Tuesday, July 9, 2024

KÅNTA : PÅTGON NENE

 

In 1980, a Saipan band called Tropicsette released their album Palasyon Rico. One of the biggest hits from that album was a song that even made Guam go crazy, even my own classmates aged 18 years old who could hardly speak, or even understand, Chamorro.

That song was Påtgon Neni

Everyone on Guam was singing it, even if they pronounced the words badly and didn't understand what they were singing. The song was important on Guam in the way it introduced many Guam people to the "Micronesian" sound in music. Chamorro music on Guam didn't have that sound, but the music scene in Saipan did, since the Carolinians of Saipan had their influence on that island. Since my classmates and I barely understood the words, we loved the song Påtgon Neni because of the sound.
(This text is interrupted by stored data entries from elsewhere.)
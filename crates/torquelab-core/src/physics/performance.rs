//! Performance calculator
//!
//! Folds the installed parts and tuning settings into the car's base stats
//! and derives the full stat sheet: power, weight, top speed, 0-60, braking,
//! lateral grip and the Performance Index.
//!
//! The calculator is a total function: unknown categories and part ids are
//! skipped, missing optional fields fall back to neutral values, and no
//! well-formed catalog data can make it panic.

use super::constants::*;
use super::simulation::{simulate_acceleration, AccelerationInput};
use crate::carconfig::CarConfiguration;
use crate::cars::BaseVehicleStats;
use crate::catalog::PartsCatalog;
use crate::tuning::TuningSettings;
use crate::unit_conversion::{hp_to_watts, ms_to_mph};
use serde::{Deserialize, Serialize};
use std::f64::consts::PI;
use std::fmt;

/// Performance Index class band
#[derive(Debug, Clone, Copy, PartialEq, Eq, Serialize, Deserialize)]
pub enum PiClass {
    /// 999
    X,
    /// 900-998
    S2,
    /// 800-899
    S1,
    /// 700-799
    A,
    /// 600-699
    B,
    /// 500-599
    C,
    /// below 500
    D,
}

impl PiClass {
    /// Class band for a PI value
    pub fn classify(pi: u32) -> Self {
        match pi {
            999.. => Self::X,
            900..=998 => Self::S2,
            800..=899 => Self::S1,
            700..=799 => Self::A,
            600..=699 => Self::B,
            500..=599 => Self::C,
            _ => Self::D,
        }
    }
}

impl fmt::Display for PiClass {
    fn fmt(&self, f: &mut fmt::Formatter<'_>) -> fmt::Result {
        let label = match self {
            Self::X => "X",
            Self::S2 => "S2",
            Self::S1 => "S1",
            Self::A => "A",
            Self::B => "B",
            Self::C => "C",
            Self::D => "D",
        };
        write!(f, "{label}")
    }
}

/// Derived stat sheet for one configuration
///
/// Recomputed fresh on every change; plain value with no identity beyond
/// its fields.
#[derive(Debug, Clone, Copy, PartialEq, Serialize, Deserialize)]
pub struct PerformanceStats {
    /// Horsepower
    pub hp: i32,
    /// Torque (lb-ft)
    pub torque: i32,
    /// Weight (lb)
    pub weight: i32,
    /// Top speed (mph), the lower of the power and gearing limits
    pub top_speed: i32,
    /// 0-60 mph time (s)
    pub acceleration_0_60: f64,
    /// 60-0 mph braking distance (ft)
    pub braking_distance_60_0: f64,
    /// Lateral grip (g)
    pub lateral_g: f64,
    /// Performance Index, clamped to [100, 999]
    pub pi: u32,
    /// Class band for `pi`
    pub pi_class: PiClass,
    /// Redline (RPM) after parts, for the gearing view
    pub rpm_limit: u32,
}

/// Multiplier gain with diminishing returns on the engine baseline
fn part_gain(baseline_hp: f64, category: &str, multiplier: f64) -> f64 {
    let mut diminishing = 1.0;
    for &(floor, factor) in GAIN_TIERS.iter() {
        if baseline_hp > floor {
            diminishing = factor;
            break;
        }
    }
    let category_scale = if category == "ignition" {
        IGNITION_GAIN_SCALE
    } else {
        1.0
    };
    baseline_hp * multiplier * diminishing * category_scale * GAIN_SCALE
}

fn round_to(value: f64, decimals: i32) -> f64 {
    let scale = 10f64.powi(decimals);
    (value * scale).round() / scale
}

/// Computes [`PerformanceStats`] against a parts catalog
pub struct PerformanceCalculator<'a> {
    catalog: &'a PartsCatalog,
}

impl<'a> PerformanceCalculator<'a> {
    /// Create a calculator over the given catalog
    pub fn new(catalog: &'a PartsCatalog) -> Self {
        Self { catalog }
    }

    /// Derive the full stat sheet for one configuration
    ///
    /// Deterministic and side-effect free; identical inputs produce
    /// identical output.
    pub fn calculate(
        &self,
        base: &BaseVehicleStats,
        config: &CarConfiguration,
        tuning: &TuningSettings,
        number_of_gears: usize,
    ) -> PerformanceStats {
        let mut hp = base.hp;
        let mut torque = base.torque;
        let mut weight = base.weight;
        let mut grip_multiplier = 1.0;
        let mut braking_multiplier = 1.0;
        let mut handling_multiplier = 1.0;
        let mut rpm_limit = DEFAULT_RPM_LIMIT;
        let mut shift_time = DEFAULT_SHIFT_TIME;

        // An engine swap replaces the hp/torque baseline outright; its
        // weight and redline deltas flow through the normal part loop below
        if let Some(swap_id) = config.installed("engine_swap") {
            if swap_id != "stock" {
                if let Some(swap) = self
                    .catalog
                    .part("engine_swap", swap_id)
                    .and_then(|p| p.base_stats)
                {
                    hp = swap.hp;
                    torque = swap.torque;
                }
            }
        }

        // Baseline for multiplier gains, captured once so stacked
        // multiplier parts scale off the same engine
        let engine_base_hp = hp;
        let engine_base_torque = torque;

        for (category, part_id) in config.iter() {
            let Some(part) = self.catalog.part(category, part_id) else {
                continue;
            };

            if part.multiplier > 0.0 {
                let torque_factor = if category == "turbo" {
                    TURBO_TORQUE_FACTOR
                } else {
                    BREATHING_TORQUE_FACTOR
                };
                hp += part_gain(engine_base_hp, category, part.multiplier);
                torque += part_gain(
                    engine_base_torque,
                    category,
                    part.multiplier * torque_factor,
                );
            }

            let stats = &part.stats;
            if let Some(v) = stats.hp {
                hp += v;
            }
            if let Some(v) = stats.torque {
                torque += v;
            }
            if let Some(v) = stats.weight {
                weight += v;
            }
            if let Some(v) = stats.grip {
                grip_multiplier *= v;
            }
            if let Some(v) = stats.braking {
                braking_multiplier *= v;
            }
            if let Some(v) = stats.handling {
                handling_multiplier *= v;
            }
            if let Some(v) = stats.rpm_limit {
                rpm_limit += v;
            }
            if let Some(v) = stats.shift_time {
                shift_time = v;
            }
        }

        // Tire pressure: deviation from ideal costs grip, front and rear
        // averaged; applies regardless of installed parts
        let pressure_factor_f =
            1.0 - (tuning.tire_pressure_f - IDEAL_TIRE_PRESSURE).abs() * PRESSURE_GRIP_LOSS;
        let pressure_factor_r =
            1.0 - (tuning.tire_pressure_r - IDEAL_TIRE_PRESSURE).abs() * PRESSURE_GRIP_LOSS;
        grip_multiplier *= (pressure_factor_f + pressure_factor_r) / 2.0;

        // Downforce helps cornering but costs top speed; inert until an
        // adjustable aero part is installed
        let has_adjustable_aero = config
            .installed("aero")
            .map(|id| self.catalog.allows_tuning("aero", id))
            .unwrap_or(false);
        let total_downforce = if has_adjustable_aero {
            tuning.downforce_f + tuning.downforce_r
        } else {
            0.0
        };
        let downforce_drag_penalty = total_downforce * DOWNFORCE_DRAG_PENALTY;
        handling_multiplier += total_downforce * DOWNFORCE_HANDLING_GAIN;

        // Alignment, springs and ride height; inert on stock suspension
        let has_tunable_suspension = config
            .installed("suspension")
            .map(|id| self.catalog.allows_tuning("suspension", id))
            .unwrap_or(false);

        let camber_penalty = if has_tunable_suspension {
            (tuning.camber_f - IDEAL_CAMBER).abs() * CAMBER_PENALTY
                + (tuning.camber_r - IDEAL_CAMBER).abs() * CAMBER_PENALTY
        } else {
            0.0
        };
        handling_multiplier -= camber_penalty;

        let toe_scrub = if has_tunable_suspension {
            (tuning.toe_f.abs() + tuning.toe_r.abs()) * TOE_SCRUB_PENALTY
        } else {
            0.0
        };

        let avg_stiffness = (tuning.springs_f + tuning.springs_r) / 2.0;
        if has_tunable_suspension {
            handling_multiplier += (avg_stiffness - BASELINE_SPRING_RATE) * SPRING_STIFFNESS_BONUS;
        }

        let avg_height = (tuning.ride_height_f + tuning.ride_height_r) / 2.0;
        if has_tunable_suspension {
            handling_multiplier -= (avg_height - BASELINE_RIDE_HEIGHT) * RIDE_HEIGHT_PENALTY;
        }

        // Differential accel lock buys corner-exit traction; inert on a
        // stock differential
        let has_tunable_diff = config
            .installed("differential")
            .map(|id| self.catalog.allows_tuning("differential", id))
            .unwrap_or(false);
        let traction_bonus = if has_tunable_diff {
            (tuning.diff_accel_f + tuning.diff_accel_r) / 2.0 * DIFF_TRACTION_BONUS
        } else {
            0.0
        };

        let effective_grip = grip_multiplier + traction_bonus;
        let current_drag = BASE_DRAG + downforce_drag_penalty + toe_scrub;

        let gear_ratios = tuning.gear_ratios(number_of_gears);

        let accel_time = simulate_acceleration(&AccelerationInput {
            hp,
            torque,
            weight,
            grip: effective_grip,
            drag: current_drag,
            gear_ratios: gear_ratios.clone(),
            final_drive: tuning.final_drive,
            shift_time,
        });

        // Top speed: power limit from P = F_drag * v, gearing limit from
        // redline through the top gear; the car gets the lower of the two
        let watts = hp_to_watts(hp) * POWER_EFFICIENCY;
        let power_limit_ms = (watts / (0.5 * AIR_DENSITY * current_drag * FRONTAL_AREA)).cbrt();
        let power_limit_mph = ms_to_mph(power_limit_ms);

        let top_gear_ratio =
            gear_ratios.last().copied().unwrap_or(FALLBACK_TOP_GEAR) * tuning.final_drive;
        let gear_limit_ms = rpm_limit * 2.0 * PI * TIRE_RADIUS / (60.0 * top_gear_ratio);
        let gear_limit_mph = ms_to_mph(gear_limit_ms);

        let top_speed = power_limit_mph.min(gear_limit_mph);

        // Braking: pressure past 100% just locks the tires, no extra gain
        let brake_pressure_factor = (tuning.brake_pressure / 100.0).min(1.0);
        let braking_performance = grip_multiplier * braking_multiplier * brake_pressure_factor;
        let weight_factor = weight / REFERENCE_WEIGHT;
        let braking_dist = base.braking_distance_60_0 * weight_factor / braking_performance;

        let lateral_g =
            LATERAL_G_BASE * effective_grip * handling_multiplier * (REFERENCE_WEIGHT / weight);

        // PI: weighted blend of the relative gains over the factory car,
        // damped toward 1.0, then applied to the baseline index
        let hp_change = hp / base.hp;
        let weight_change = base.weight / weight;
        let grip_change = grip_multiplier;
        let base_pi = if base.pi == 0 {
            PI_FALLBACK
        } else {
            base.pi as f64
        };
        // Deviation form: a build with no net change lands exactly on the
        // factory index
        let (w_hp, w_weight, w_grip) = PI_WEIGHTS;
        let raw_multiplier = 1.0
            + (hp_change - 1.0) * w_hp
            + (weight_change - 1.0) * w_weight
            + (grip_change - 1.0) * w_grip;
        let adjusted_multiplier = 1.0 + (raw_multiplier - 1.0) * PI_DAMPING;
        let pi_value = (base_pi * adjusted_multiplier).floor();
        let pi = if pi_value.is_nan() {
            PI_MIN
        } else {
            pi_value.clamp(PI_MIN as f64, PI_MAX as f64) as u32
        };

        PerformanceStats {
            hp: hp.round() as i32,
            torque: torque.round() as i32,
            weight: weight.round() as i32,
            top_speed: top_speed.round() as i32,
            acceleration_0_60: round_to(accel_time, 3),
            braking_distance_60_0: round_to(braking_dist, 1),
            lateral_g: round_to(lateral_g, 2),
            pi,
            pi_class: PiClass::classify(pi),
            rpm_limit: rpm_limit.max(0.0).round() as u32,
        }
    }
}

#[cfg(test)]
mod tests {
    use super::*;

    #[test]
    fn test_part_gain_tiers() {
        // Full effect at or below 500 hp, tapering above
        assert_eq!(part_gain(500.0, "exhaust", 0.1), 500.0 * 0.1 * 0.4);
        assert_eq!(part_gain(600.0, "exhaust", 0.1), 600.0 * 0.1 * 0.7 * 0.4);
        assert_eq!(part_gain(800.0, "exhaust", 0.1), 800.0 * 0.1 * 0.55 * 0.4);
        assert_eq!(part_gain(1000.0, "exhaust", 0.1), 1000.0 * 0.1 * 0.4 * 0.4);
    }

    #[test]
    fn test_ignition_gains_are_software_limited() {
        let normal = part_gain(400.0, "exhaust", 0.1);
        let ignition = part_gain(400.0, "ignition", 0.1);
        assert!((ignition - normal * 0.4).abs() < 1e-9);
    }

    #[test]
    fn test_pi_class_bands() {
        assert_eq!(PiClass::classify(999), PiClass::X);
        assert_eq!(PiClass::classify(950), PiClass::S2);
        assert_eq!(PiClass::classify(850), PiClass::S1);
        assert_eq!(PiClass::classify(700), PiClass::A);
        assert_eq!(PiClass::classify(650), PiClass::B);
        assert_eq!(PiClass::classify(550), PiClass::C);
        assert_eq!(PiClass::classify(300), PiClass::D);
    }
}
That sound came from Pohnpei.

In a 2008 newspaper article written by one-time Tropicsette member Herbert Del Rosario, to honor Frank Bokonggo Pangelinan, another Tropicsette member who had just died, Del Rosario says the following, 

"I must admit the song Patgon Neni was our most popular song, which brought the whole island (Saipan) to Oleai Room (a bar) every weekend to listen to this song which originated from the island of Pohnpei."

With the help of Pohnpeian friends, I was able to find the original Pohnpeian song on which Patgon Neni is based. The song is titled Pwurodo Kameiehla. I believe it was composed by Daniel Isaac.

According to a Pohnpeian friend, the first line more or less says "Come and take my life, because I have none, anyway, without you..."

Somehow, someone in Tropicsette got to know this song. Candy Taman often borrowed songs from Chuuk and other islands and added Chamorro lyrics to them, but I'm not sure who penned the Chamorro version of this Pohnpeian song.

The Chamorro version is also about a broken relationship, seen from the man's perspective. He tells the woman that if she remarries, then bring their child to him, since it would be bad for the child to be raised by another man who is not his father.





CHAMORRO LYRICS


Pues adios ya bai hu hånao.
(So goodbye and I will go.)

Ya an siakåso na umassagua hao
(And if you should marry)

Pot fabot konne' mågi i patgon nene.
(Please bring the child here.)

Na'ma'ase' i patgon yanggen otro tåta para u atiende gue'.
(Pity the child if another father will care for him/her.)

Hånao mågi ya un nangga yo'
(Come here and wait for me)

ya un sångan ha' ya bai hu hånao.
(and just say so and I will go.)


The Tropicsette recording then goes on to sing a verse in Carolinian and finally a verse from the Pohnpeian original.